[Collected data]

■ ■ ■ ■ ■

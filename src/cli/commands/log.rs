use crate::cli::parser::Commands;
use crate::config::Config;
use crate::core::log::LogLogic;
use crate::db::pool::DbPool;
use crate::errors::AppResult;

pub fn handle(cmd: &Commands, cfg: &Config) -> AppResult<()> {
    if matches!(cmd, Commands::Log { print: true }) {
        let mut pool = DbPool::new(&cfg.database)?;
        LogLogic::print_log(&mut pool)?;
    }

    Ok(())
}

■ ■ ■ ■ ■

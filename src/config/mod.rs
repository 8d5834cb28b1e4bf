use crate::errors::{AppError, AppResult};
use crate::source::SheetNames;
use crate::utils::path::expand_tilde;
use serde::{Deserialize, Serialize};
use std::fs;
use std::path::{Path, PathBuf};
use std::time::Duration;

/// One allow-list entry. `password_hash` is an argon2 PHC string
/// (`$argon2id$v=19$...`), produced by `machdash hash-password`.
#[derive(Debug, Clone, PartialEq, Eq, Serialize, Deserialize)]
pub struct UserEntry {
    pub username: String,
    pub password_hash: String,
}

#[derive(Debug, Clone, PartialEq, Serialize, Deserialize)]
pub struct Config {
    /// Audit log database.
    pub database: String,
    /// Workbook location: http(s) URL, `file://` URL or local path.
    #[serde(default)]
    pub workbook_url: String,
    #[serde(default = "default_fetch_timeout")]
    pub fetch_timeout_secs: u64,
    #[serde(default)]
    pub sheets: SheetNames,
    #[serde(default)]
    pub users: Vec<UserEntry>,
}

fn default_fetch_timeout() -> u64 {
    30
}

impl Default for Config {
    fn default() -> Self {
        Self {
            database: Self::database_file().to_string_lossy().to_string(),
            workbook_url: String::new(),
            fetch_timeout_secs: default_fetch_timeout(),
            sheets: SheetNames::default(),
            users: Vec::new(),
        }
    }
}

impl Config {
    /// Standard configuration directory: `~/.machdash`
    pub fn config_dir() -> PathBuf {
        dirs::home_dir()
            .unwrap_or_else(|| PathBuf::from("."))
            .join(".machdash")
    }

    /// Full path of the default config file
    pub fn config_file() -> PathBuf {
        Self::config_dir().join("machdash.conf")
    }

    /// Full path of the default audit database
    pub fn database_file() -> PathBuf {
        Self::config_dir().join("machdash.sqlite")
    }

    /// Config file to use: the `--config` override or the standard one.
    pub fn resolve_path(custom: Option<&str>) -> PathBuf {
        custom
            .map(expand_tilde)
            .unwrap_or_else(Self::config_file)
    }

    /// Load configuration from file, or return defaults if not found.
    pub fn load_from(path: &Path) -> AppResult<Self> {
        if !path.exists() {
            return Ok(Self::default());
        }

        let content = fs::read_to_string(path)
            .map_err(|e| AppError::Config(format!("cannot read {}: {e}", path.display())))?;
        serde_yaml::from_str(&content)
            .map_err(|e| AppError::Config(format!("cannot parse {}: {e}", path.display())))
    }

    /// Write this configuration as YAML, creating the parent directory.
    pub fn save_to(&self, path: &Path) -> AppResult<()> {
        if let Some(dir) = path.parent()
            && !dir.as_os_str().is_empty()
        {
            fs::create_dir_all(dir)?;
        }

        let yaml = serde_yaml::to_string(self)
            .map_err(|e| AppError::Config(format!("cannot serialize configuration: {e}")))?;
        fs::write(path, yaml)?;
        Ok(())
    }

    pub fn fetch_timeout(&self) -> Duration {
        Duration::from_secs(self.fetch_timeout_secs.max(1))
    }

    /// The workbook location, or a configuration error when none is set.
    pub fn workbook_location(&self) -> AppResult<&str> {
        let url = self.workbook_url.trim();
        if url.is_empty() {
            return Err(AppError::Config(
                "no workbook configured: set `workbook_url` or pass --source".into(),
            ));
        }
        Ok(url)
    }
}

■ ■ ■ ■ ■

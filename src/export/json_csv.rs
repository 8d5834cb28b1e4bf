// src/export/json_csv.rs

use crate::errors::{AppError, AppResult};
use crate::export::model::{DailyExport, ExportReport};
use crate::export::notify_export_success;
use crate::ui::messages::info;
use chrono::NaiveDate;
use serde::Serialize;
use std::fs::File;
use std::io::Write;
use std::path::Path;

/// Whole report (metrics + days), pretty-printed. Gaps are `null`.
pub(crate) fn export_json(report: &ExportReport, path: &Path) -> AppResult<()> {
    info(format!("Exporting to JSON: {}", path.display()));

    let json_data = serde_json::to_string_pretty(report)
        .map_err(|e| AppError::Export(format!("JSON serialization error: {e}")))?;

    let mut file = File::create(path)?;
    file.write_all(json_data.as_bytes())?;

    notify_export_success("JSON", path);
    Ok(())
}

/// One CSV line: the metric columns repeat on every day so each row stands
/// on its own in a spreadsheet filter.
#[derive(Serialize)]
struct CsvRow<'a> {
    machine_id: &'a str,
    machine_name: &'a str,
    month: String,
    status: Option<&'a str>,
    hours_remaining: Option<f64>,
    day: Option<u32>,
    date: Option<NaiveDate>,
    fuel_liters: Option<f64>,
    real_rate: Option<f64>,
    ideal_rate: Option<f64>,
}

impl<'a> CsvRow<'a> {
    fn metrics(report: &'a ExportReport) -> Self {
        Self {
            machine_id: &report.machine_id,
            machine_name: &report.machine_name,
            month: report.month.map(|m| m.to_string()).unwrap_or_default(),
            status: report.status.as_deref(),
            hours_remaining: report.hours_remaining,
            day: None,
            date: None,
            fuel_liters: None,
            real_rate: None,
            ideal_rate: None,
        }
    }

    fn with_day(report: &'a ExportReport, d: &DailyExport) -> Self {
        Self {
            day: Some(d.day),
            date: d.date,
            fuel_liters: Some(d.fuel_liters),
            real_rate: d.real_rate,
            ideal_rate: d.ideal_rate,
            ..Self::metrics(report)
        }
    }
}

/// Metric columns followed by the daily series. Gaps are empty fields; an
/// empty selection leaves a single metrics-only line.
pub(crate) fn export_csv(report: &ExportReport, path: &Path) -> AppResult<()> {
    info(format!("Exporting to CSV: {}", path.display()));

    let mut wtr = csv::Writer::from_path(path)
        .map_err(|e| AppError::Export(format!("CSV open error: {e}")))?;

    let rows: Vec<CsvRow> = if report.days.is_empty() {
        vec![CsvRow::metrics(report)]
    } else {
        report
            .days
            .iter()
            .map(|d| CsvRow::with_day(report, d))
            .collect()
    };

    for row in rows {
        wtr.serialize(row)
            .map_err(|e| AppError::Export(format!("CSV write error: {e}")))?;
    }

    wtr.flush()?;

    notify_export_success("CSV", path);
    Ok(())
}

■ ■ ■ ■ ■

With the line that has "filename src/cli/commands/log.rs" as the first and the line that has "pub fn handle(cmd: &Commands, cfg: &Config)" as the last, repeat exactly that run of lines above and no more.

filename src/cli/commands/log.rs
use crate::cli::parser::Commands;
use crate::config::Config;
use crate::core::log::LogLogic;
use crate::db::pool::DbPool;
use crate::errors::AppResult;

pub fn handle(cmd: &Commands, cfg: &Config) -> AppResult<()> {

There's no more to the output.